Van Buren County is one of 34 remaining dry counties in the state. According to the Encyclopedia of Arkansas, “An 1855 law gave municipalities the power to ban alcohol, mandating that prospective taverns be approved by a local majority. This established a precedent that largely still exists today, as counties have been able to hold referendums on whether or not to allow alcohol to be sold within their borders.” Arkansas’s archaic alcohol prohibition laws have been under legislative review over the last few years. In 2017 the General Assembly expanded the sale of Alcohol and liquor sales allowing grocery stores to sell a larger variety of alcohol. This legislation was one of the final barriers that were preventing companies like Trader Joe’s from doing business in Arkansas. This legislation, backed by the Arkansas Grocers and Retail Association and Walmart lobby, stimulated the supply chain for Arkansas’s growing microbrewery and winery industry. As this legislation moved forward guess who showed up in opposition.

The local economic impact has been one of the primary motivations for Byard’s group since the onset of the campaign. Byard, who is not a drinker himself, fears the county is missing out on opportunities by not having access to packaged sales. “Over 30,000 people rent in Wyndham every year, and right now if you wanted to buy a six-pack of beer you have to drive 40 miles and a lot of people will make that drive and let’s face it they don’t wait 40 miles until they start drinking,” said Byard.

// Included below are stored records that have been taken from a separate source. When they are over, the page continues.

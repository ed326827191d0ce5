//! English message catalogue
//!
//! Templates and flash messages refer to strings by dotted key; unknown keys
//! render as the key itself so a missing entry is visible on the page.

/// Looks up `key`, falling back to the key
pub fn translate(key: &str) -> &str {
    lookup(key).unwrap_or(key)
}

/// Template function `t(key)`
pub fn t(key: &str) -> String {
    translate(key).to_string()
}

pub fn lookup(key: &str) -> Option<&'static str> {
    let text = match key {
        "appName" => "Task manager",

        "flash.session.create.success" => "You are logged in",
        "flash.session.create.error" => "Wrong email or password",
        "flash.session.delete.success" => "You are logged out",
        "flash.authError" => "Access denied! Please sign in.",

        "flash.users.permissionDenied" => "You cannot edit or delete another user.",
        "flash.users.create.success" => "User registered successfully",
        "flash.users.create.error" => "Failed to register",
        "flash.users.edit.success" => "User updated successfully",
        "flash.users.edit.error" => "Failed to update user",
        "flash.users.delete.success" => "User deleted successfully",
        "flash.users.delete.error" => "Failed to delete user",

        "flash.statuses.create.success" => "Status created successfully",
        "flash.statuses.create.error" => "Failed to create status",
        "flash.statuses.edit.success" => "Status updated successfully",
        "flash.statuses.edit.error" => "Failed to update status",
        "flash.statuses.delete.success" => "Status deleted successfully",
        "flash.statuses.delete.error" => "Failed to delete status",

        "flash.labels.create.success" => "Label created successfully",
        "flash.labels.create.error" => "Failed to create label",
        "flash.labels.edit.success" => "Label updated successfully",
        "flash.labels.edit.error" => "Failed to update label",
        "flash.labels.delete.success" => "Label deleted successfully",
        "flash.labels.delete.error" => "Failed to delete label",

        "flash.tasks.create.success" => "Task created successfully",
        "flash.tasks.create.error" => "Failed to create task",
        "flash.tasks.edit.success" => "Task updated successfully",
        "flash.tasks.edit.error" => "Failed to update task",
        "flash.tasks.delete.success" => "Task deleted successfully",
        "flash.tasks.delete.error" => "Failed to delete task",

        "layouts.application.users" => "Users",
        "layouts.application.signIn" => "Sign in",
        "layouts.application.signUp" => "Sign up",
        "layouts.application.signOut" => "Sign out",
        "layouts.application.statuses" => "Statuses",
        "layouts.application.labels" => "Labels",
        "layouts.application.tasks" => "Tasks",

        "views.welcome.index.hello" => "Hello!",
        "views.welcome.index.description" => "Keep track of tasks, statuses and labels",

        "views.sessions.email" => "Email",
        "views.sessions.password" => "Password",
        "views.sessions.new.signIn" => "Sign in",
        "views.sessions.new.submit" => "Sign in",

        "views.users.id" => "ID",
        "views.users.firstName" => "First name",
        "views.users.lastName" => "Last name",
        "views.users.fullName" => "Full name",
        "views.users.email" => "Email",
        "views.users.password" => "Password",
        "views.users.createdAt" => "Created at",
        "views.users.actions" => "Actions",
        "views.users.new.signUp" => "Sign up",
        "views.users.new.submit" => "Save",
        "views.users.edit.title" => "Edit user",
        "views.users.edit.submit" => "Update",
        "views.users.edit.link" => "Edit",
        "views.users.delete.submit" => "Delete",

        "views.statuses.title" => "Statuses",
        "views.statuses.id" => "ID",
        "views.statuses.name" => "Name",
        "views.statuses.createdAt" => "Created at",
        "views.statuses.actions" => "Actions",
        "views.statuses.create" => "Create status",
        "views.statuses.new.title" => "New status",
        "views.statuses.new.submit" => "Create",
        "views.statuses.edit.title" => "Edit status",
        "views.statuses.edit.submit" => "Update",
        "views.statuses.edit.link" => "Edit",
        "views.statuses.delete.submit" => "Delete",

        "views.labels.title" => "Labels",
        "views.labels.id" => "ID",
        "views.labels.name" => "Name",
        "views.labels.createdAt" => "Created at",
        "views.labels.actions" => "Actions",
        "views.labels.create" => "Create label",
        "views.labels.new.title" => "New label",
        "views.labels.new.submit" => "Create",
        "views.labels.edit.title" => "Edit label",
        "views.labels.edit.submit" => "Update",
        "views.labels.edit.link" => "Edit",
        "views.labels.delete.submit" => "Delete",

        "views.tasks.title" => "Tasks",
        "views.tasks.id" => "ID",
        "views.tasks.name" => "Name",
        "views.tasks.description" => "Description",
        "views.tasks.statusId" => "Status",
        "views.tasks.author" => "Author",
        "views.tasks.executorId" => "Executor",
        "views.tasks.labels" => "Labels",
        "views.tasks.createdAt" => "Created at",
        "views.tasks.actions" => "Actions",
        "views.tasks.create" => "Create task",
        "views.tasks.new.title" => "New task",
        "views.tasks.new.submit" => "Create",
        "views.tasks.edit.title" => "Edit task",
        "views.tasks.edit.submit" => "Update",
        "views.tasks.edit.link" => "Edit",
        "views.tasks.delete.submit" => "Delete",
        "views.tasks.filter.statusId" => "Status",
        "views.tasks.filter.executorId" => "Executor",
        "views.tasks.filter.label" => "Label",
        "views.tasks.filter.isCreatorUser" => "Only my tasks",
        "views.tasks.filter.show" => "Show",

        _ => return None,
    };
    Some(text)
}
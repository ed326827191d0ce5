//! Sign in and sign out

use axum::{
    extract::State,
    http::StatusCode,
    response::Response,
    Form,
};
use minijinja::context;
use taskman_shared::services::users;
use tower_cookies::Cookies;
use tracing::info;

use super::flash_redirect;
use crate::app::AppState;
use crate::error::WebResult;
use crate::flash::FlashKind;
use crate::forms::{FormData, FormValues};
use crate::session::{self, Page};
use crate::views::NO_ERRORS;

pub async fn new(State(state): State<AppState>, page: Page) -> WebResult<Response> {
    state.views.render(
        "sessions/new.html",
        &page,
        context! { form => FormValues::default(), errors => NO_ERRORS },
    )
}

pub async fn create(
    State(state): State<AppState>,
    cookies: Cookies,
    mut page: Page,
    Form(fields): Form<Vec<(String, String)>>,
) -> WebResult<Response> {
    let form = FormData::from(fields);
    let email = form.text("email");

    match users::authenticate(&state.repos, &email, &form.text("password")).await? {
        Some(user) => {
            session::sign_in(&cookies, &state, &user)?;
            info!(user_id = user.id, "Signed in");
            Ok(flash_redirect(&cookies, &state, FlashKind::Success, "flash.session.create.success", "/"))
        }
        None => {
            info!("Rejected sign-in attempt");
            page.flash_now(FlashKind::Error, "flash.session.create.error");
            state.views.render_with_status(
                StatusCode::UNPROCESSABLE_ENTITY,
                "sessions/new.html",
                &page,
                context! { form => form.echo(), errors => NO_ERRORS },
            )
        }
    }
}

pub async fn delete(State(state): State<AppState>, cookies: Cookies) -> Response {
    session::sign_out(&cookies);
    flash_redirect(&cookies, &state, FlashKind::Info, "flash.session.delete.success", "/")
}
use axum::{extract::State, response::Response};
use minijinja::context;

use crate::app::AppState;
use crate::error::WebResult;
use crate::session::Page;

pub async fn index(State(state): State<AppState>, page: Page) -> WebResult<Response> {
    state.views.render("welcome.html", &page, context! {})
}
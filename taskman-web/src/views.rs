//! Server-rendered views
//!
//! Templates are embedded at compile time and loaded into one minijinja
//! environment at startup. Every page extends `layout.html`, which reads
//! `current_user` and `flash` from the context; [`Views::render`] adds both
//! from the request's [`Page`].

use std::collections::BTreeMap;

use axum::{
    http::StatusCode,
    response::{Html, IntoResponse, Response},
};
use minijinja::{context, Environment, Value};

use crate::error::WebResult;
use crate::i18n;
use crate::session::Page;

const TEMPLATES: &[(&str, &str)] = &[
    ("layout.html", include_str!("../templates/layout.html")),
    ("macros.html", include_str!("../templates/macros.html")),
    ("welcome.html", include_str!("../templates/welcome.html")),
    ("sessions/new.html", include_str!("../templates/sessions/new.html")),
    ("users/index.html", include_str!("../templates/users/index.html")),
    ("users/new.html", include_str!("../templates/users/new.html")),
    ("users/edit.html", include_str!("../templates/users/edit.html")),
    ("catalog/index.html", include_str!("../templates/catalog/index.html")),
    ("catalog/new.html", include_str!("../templates/catalog/new.html")),
    ("catalog/edit.html", include_str!("../templates/catalog/edit.html")),
    ("tasks/index.html", include_str!("../templates/tasks/index.html")),
    ("tasks/form.html", include_str!("../templates/tasks/form.html")),
    ("tasks/new.html", include_str!("../templates/tasks/new.html")),
    ("tasks/edit.html", include_str!("../templates/tasks/edit.html")),
    ("tasks/show.html", include_str!("../templates/tasks/show.html")),
];

/// Per-field errors of a form that has not been submitted yet
pub const NO_ERRORS: BTreeMap<String, Vec<String>> = BTreeMap::new();

/// `2024-01-02T03:04:05Z` → `02.01.2024 03:04`
fn datetime(value: String) -> String {
    chrono::DateTime::parse_from_rfc3339(&value)
        .map(|parsed| parsed.format("%d.%m.%Y %H:%M").to_string())
        .unwrap_or(value)
}

pub struct Views {
    env: Environment<'static>,
}

impl Views {
    pub fn new() -> Result<Self, minijinja::Error> {
        let mut env = Environment::new();
        for &(name, source) in TEMPLATES {
            env.add_template(name, source)?;
        }
        env.add_function("t", i18n::t);
        env.add_filter("datetime", datetime);
        Ok(Self { env })
    }

    fn render_string(&self, name: &str, page: &Page, ctx: Value) -> WebResult<String> {
        let template = self.env.get_template(name)?;
        let rendered = template.render(context! {
            current_user => &page.user,
            flash => &page.flash,
            ..ctx
        })?;
        Ok(rendered)
    }

    /// Renders a page with status 200
    pub fn render(&self, name: &str, page: &Page, ctx: Value) -> WebResult<Response> {
        self.render_with_status(StatusCode::OK, name, page, ctx)
    }

    /// Renders a page with an explicit status, e.g. 422 for a rejected form
    pub fn render_with_status(
        &self,
        status: StatusCode,
        name: &str,
        page: &Page,
        ctx: Value,
    ) -> WebResult<Response> {
        let html = self.render_string(name, page, ctx)?;
        page.mark_shown();
        Ok((status, Html(html)).into_response())
    }
}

Following the passage of a similar measure, Boone county saw a 34.9 percent tax revenue increase. The economic indicators of allowing alcohol sales point to a significant fiscal impact in tourism, restaurants, and minimal job creation opportunities. Van Buren County tourism is trending upward by expanding ATV trails, recreational water sports, and this only promises to stimulate that growth. Capturing that customer base explains why folks from neighboring counties are so concerned about your vote.

The number of beer cans I routinely pick up along the road of my home is evidence that alcohol consumption is already happening in the county. The significant number of Keystone Light cans makes me question the life choices of these thoughtless litterers. In addition, we have approximately ten private clubs operating and serving alcohol in the county. Expanding access to packaged sales will allow that revenue to remain in the county. Little towns like Shirley could benefit from any additional tax revenue opportunities this measure could create.

That is not the prevailing narrative that we will likely see leading up to the election. The narrative of fear will likely fill our mailboxes showing us images of what the county will become. The narrative will be funded by outside influences whose intent is to protect their own self-interests. From the onset of the initiative, Mr. Byard’s intent has been clear. He believes that the wet/dry issue should be one made by the people saying, “In a democracy, the will of the people should be the final voice.” Unfortunately, more and more outside influences invest money in local politics to further benefit themselves. Expect the smear and fear campaign to continue in the next 60 days.

Community-led petitions similar to the “Let Van Buren County Vote” are extremely difficult absent a pandemic and require committed volunteers. Grassroots efforts like these are what is missing from the political narrative. They are led by people who develop ideas and want to give the community an opportunity to have their voices heard. Mr. Byard has traveled every road in this county and driven over 10,000 miles in his personal vehicle to give you that chance. The integrity of local elections should not be compromised by external influences.